Bitcoin’s Mining Difficulty is About to Get Harder

Bitcoin’s mining difficulty is about to increase by roughly 4%. This is because the network’s hashrate (total computing power used for mining) has recently exploded.

What is Mining Difficulty?

Bitcoin’s difficulty is a measure of how hard it is to mine a block. It’s designed to keep the time it takes to mine a block around 10 minutes. Miners get rewarded for each block they mine, and this reward controls Bitcoin’s inflation rate. The system adjusts the difficulty to maintain a consistent block creation rate.

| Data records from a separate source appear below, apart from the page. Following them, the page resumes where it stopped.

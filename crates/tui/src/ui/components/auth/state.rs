use rat_focus::{FocusBuilder, FocusFlag, HasFocus};
use ratatui::layout::Rect;
use uikit_types::{AuthFlow, Effect, OAuthStrategy, SignUpDetails};

use crate::ui::components::common::TextInputState;

#[derive(Debug, Clone, Copy, PartialEq, Eq, Hash)]
pub enum AuthField {
    FirstName,
    LastName,
    Email,
    Password,
}

impl AuthField {
    pub fn label(self) -> &'static str {
        match self {
            Self::FirstName => "First Name",
            Self::LastName => "Last Name",
            Self::Email => "Email",
            Self::Password => "Password",
        }
    }

    pub fn placeholder(self, flow: AuthFlow) -> &'static str {
        match (self, flow) {
            (Self::FirstName, _) => "John",
            (Self::LastName, _) => "Doe",
            (Self::Email, AuthFlow::SignIn) => "Enter your email",
            (Self::Email, AuthFlow::SignUp) => "john@example.com",
            (Self::Password, AuthFlow::SignIn) => "Enter your password",
            (Self::Password, AuthFlow::SignUp) => "Create a strong password",
        }
    }

    pub fn is_secret(self) -> bool {
        matches!(self, Self::Password)
    }
}

/// Focusable elements of an auth page, in tab order.
#[derive(Debug, Clone, Copy, PartialEq, Eq)]
pub enum AuthControl {
    Field(AuthField),
    Submit,
    OAuth(OAuthStrategy),
    /// "Sign up" / "Sign in" link to the other form.
    SwitchFlow,
}

/// Form state shared by the sign-in and sign-up pages.
#[derive(Debug, Clone)]
pub struct AuthFormState {
    flow: AuthFlow,
    first_name: TextInputState,
    last_name: TextInputState,
    email: TextInputState,
    password: TextInputState,
    error: Option<String>,
    submitting: bool,
    pub container_focus: FocusFlag,
    /// One flag per control, in tab order.
    pub controls: Vec<(AuthControl, FocusFlag)>,
    pub last_area: Rect,
    /// Rendered area for each entry of `controls`.
    pub per_item_areas: Vec<Rect>,
}

impl AuthFormState {
    pub fn new(flow: AuthFlow) -> Self {
        let prefix = match flow {
            AuthFlow::SignIn => "sign_in",
            AuthFlow::SignUp => "sign_up",
        };
        let mut controls: Vec<AuthControl> = match flow {
            AuthFlow::SignIn => vec![AuthControl::Field(AuthField::Email), AuthControl::Field(AuthField::Password)],
            AuthFlow::SignUp => vec![
                AuthControl::Field(AuthField::FirstName),
                AuthControl::Field(AuthField::LastName),
                AuthControl::Field(AuthField::Email),
                AuthControl::Field(AuthField::Password),
            ],
        };
        controls.extend([
            AuthControl::Submit,
            AuthControl::OAuth(OAuthStrategy::Google),
            AuthControl::OAuth(OAuthStrategy::GitHub),
            AuthControl::SwitchFlow,
        ]);
        let controls = controls
            .into_iter()
            .enumerate()
            .map(|(index, control)| (control, FocusFlag::named(&format!("{prefix}.control.{index}"))))
            .collect();
        Self {
            flow,
            first_name: TextInputState::new(),
            last_name: TextInputState::new(),
            email: TextInputState::new(),
            password: TextInputState::new(),
            error: None,
            submitting: false,
            container_focus: FocusFlag::named(prefix),
            controls,
            last_area: Rect::default(),
            per_item_areas: Vec::new(),
        }
    }

    pub fn flow(&self) -> AuthFlow {
        self.flow
    }

    pub fn title(&self) -> &'static str {
        match self.flow {
            AuthFlow::SignIn => "Welcome Back",
            AuthFlow::SignUp => "Create your account",
        }
    }

    pub fn submit_label(&self) -> &'static str {
        match (self.flow, self.submitting) {
            (AuthFlow::SignIn, false) => "Sign In",
            (AuthFlow::SignIn, true) => "Signing in...",
            (AuthFlow::SignUp, false) => "Create Account",
            (AuthFlow::SignUp, true) => "Creating account...",
        }
    }

    /// Prompt and link text shown under the form.
    pub fn switch_prompt(&self) -> (&'static str, &'static str) {
        match self.flow {
            AuthFlow::SignIn => ("Don't have an account?", "Sign up"),
            AuthFlow::SignUp => ("Already have an account?", "Sign in"),
        }
    }

    pub fn switch_path(&self) -> &'static str {
        match self.flow {
            AuthFlow::SignIn => "/sign-up",
            AuthFlow::SignUp => "/sign-in",
        }
    }

    pub fn fields(&self) -> impl Iterator<Item = AuthField> + '_ {
        self.controls.iter().filter_map(|(control, _)| match control {
            AuthControl::Field(field) => Some(*field),
            _ => None,
        })
    }

    pub fn input(&self, field: AuthField) -> &TextInputState {
        match field {
            AuthField::FirstName => &self.first_name,
            AuthField::LastName => &self.last_name,
            AuthField::Email => &self.email,
            AuthField::Password => &self.password,
        }
    }

    pub fn input_mut(&mut self, field: AuthField) -> &mut TextInputState {
        match field {
            AuthField::FirstName => &mut self.first_name,
            AuthField::LastName => &mut self.last_name,
            AuthField::Email => &mut self.email,
            AuthField::Password => &mut self.password,
        }
    }

    pub fn error(&self) -> Option<&str> {
        self.error.as_deref()
    }

    pub fn is_submitting(&self) -> bool {
        self.submitting
    }

    pub fn focused_control(&self) -> Option<AuthControl> {
        self.controls.iter().find(|(_, flag)| flag.get()).map(|(control, _)| *control)
    }

    pub fn focused_field(&self) -> Option<AuthField> {
        match self.focused_control()? {
            AuthControl::Field(field) => Some(field),
            _ => None,
        }
    }

    pub fn flag_for(&self, control: AuthControl) -> Option<&FocusFlag> {
        self.controls.iter().find(|(c, _)| *c == control).map(|(_, flag)| flag)
    }

    /// First empty field; every field on both forms is required.
    pub fn first_missing_field(&self) -> Option<AuthField> {
        self.fields().find(|field| self.input(*field).is_empty())
    }

    /// Starts a password submission.
    ///
    /// Returns `None` while a call is already in flight or when a required
    /// field is blank. Clears the previous error.
    pub fn submit(&mut self) -> Option<Effect> {
        if self.submitting || self.first_missing_field().is_some() {
            return None;
        }
        self.error = None;
        self.submitting = true;
        let email = self.email.input().trim().to_string();
        let password = self.password.input().to_string();
        Some(match self.flow {
            AuthFlow::SignIn => Effect::SignIn { email, password },
            AuthFlow::SignUp => Effect::SignUp(SignUpDetails {
                first_name: self.first_name.input().trim().to_string(),
                last_name: self.last_name.input().trim().to_string(),
                email,
                password,
            }),
        })
    }

    /// Starts a third-party sign-in. OAuth leaves the submit button alone.
    pub fn start_oauth(&mut self, strategy: OAuthStrategy) -> Effect {
        self.error = None;
        Effect::OAuth {
            flow: self.flow,
            strategy,
        }
    }

    pub fn fail(&mut self, message: impl Into<String>) {
        self.error = Some(message.into());
        self.submitting = false;
    }

    /// Clears inputs and status after a successful call.
    pub fn reset(&mut self) {
        self.first_name.clear();
        self.last_name.clear();
        self.email.clear();
        self.password.clear();
        self.error = None;
        self.submitting = false;
    }
}

impl HasFocus for AuthFormState {
    fn build(&self, builder: &mut FocusBuilder) {
        let tag = builder.start(self);
        for (_, flag) in &self.controls {
            builder.leaf_widget(flag);
        }
        builder.end(tag);
    }

    fn focus(&self) -> FocusFlag {
        self.container_focus.clone()
    }

    fn area(&self) -> Rect {
        self.last_area
    }
}

#[cfg(test)]
mod tests {
    use super::*;

    fn filled_sign_in() -> AuthFormState {
        let mut form = AuthFormState::new(AuthFlow::SignIn);
        form.input_mut(AuthField::Email).set_input(" john@example.com ");
        form.input_mut(AuthField::Password).set_input("password123");
        form
    }

    #[test]
    fn sign_in_submits_trimmed_email_once() {
        let mut form = filled_sign_in();
        assert_eq!(
            form.submit(),
            Some(Effect::SignIn {
                email: "john@example.com".into(),
                password: "password123".into()
            })
        );
        assert!(form.is_submitting());
        assert_eq!(form.submit_label(), "Signing in...");
        assert_eq!(form.submit(), None);
    }

    #[test]
    fn blank_required_field_blocks_submit() {
        let mut form = AuthFormState::new(AuthFlow::SignUp);
        form.input_mut(AuthField::Email).set_input("a@b.co");
        assert_eq!(form.first_missing_field(), Some(AuthField::FirstName));
        assert_eq!(form.submit(), None);
        assert!(!form.is_submitting());
    }

    #[test]
    fn failure_shows_message_and_reenables_submit() {
        let mut form = filled_sign_in();
        form.submit();
        form.fail(AuthFlow::SignIn.failure_message());
        assert_eq!(form.error(), Some("Invalid email or password"));
        assert_eq!(form.submit_label(), "Sign In");
        assert!(form.submit().is_some());
        assert_eq!(form.error(), None);
    }

    #[test]
    fn sign_up_has_four_fields_and_links_to_sign_in() {
        let form = AuthFormState::new(AuthFlow::SignUp);
        assert_eq!(form.fields().count(), 4);
        assert_eq!(form.controls.len(), 8);
        assert_eq!(form.switch_path(), "/sign-in");
        assert_eq!(form.submit_label(), "Create Account");
    }

    #[test]
    fn reset_clears_inputs() {
        let mut form = filled_sign_in();
        form.fail("x");
        form.reset();
        assert!(form.input(AuthField::Email).input().is_empty());
        assert_eq!(form.error(), None);
    }
}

Hashrate Soars, Difficulty Follows

When miners increase their hashrate (meaning they have more computing power), they find blocks faster. To counteract this, the network increases the difficulty. Conversely, if the hashrate drops, the difficulty decreases. These adjustments happen roughly every two weeks.

The Recent Adjustment

The average block time since the last difficulty adjustment has been 9.6 minutes – faster than the target of 10 minutes. This is due to a massive increase in the hashrate, which recently hit an all-time high. To slow things down, the difficulty will increase by over 4%, likely setting a new all-time high as well.

Bitcoin’s Price

At the time of writing, Bitcoin is trading around $97,000, down over 6% in the last week.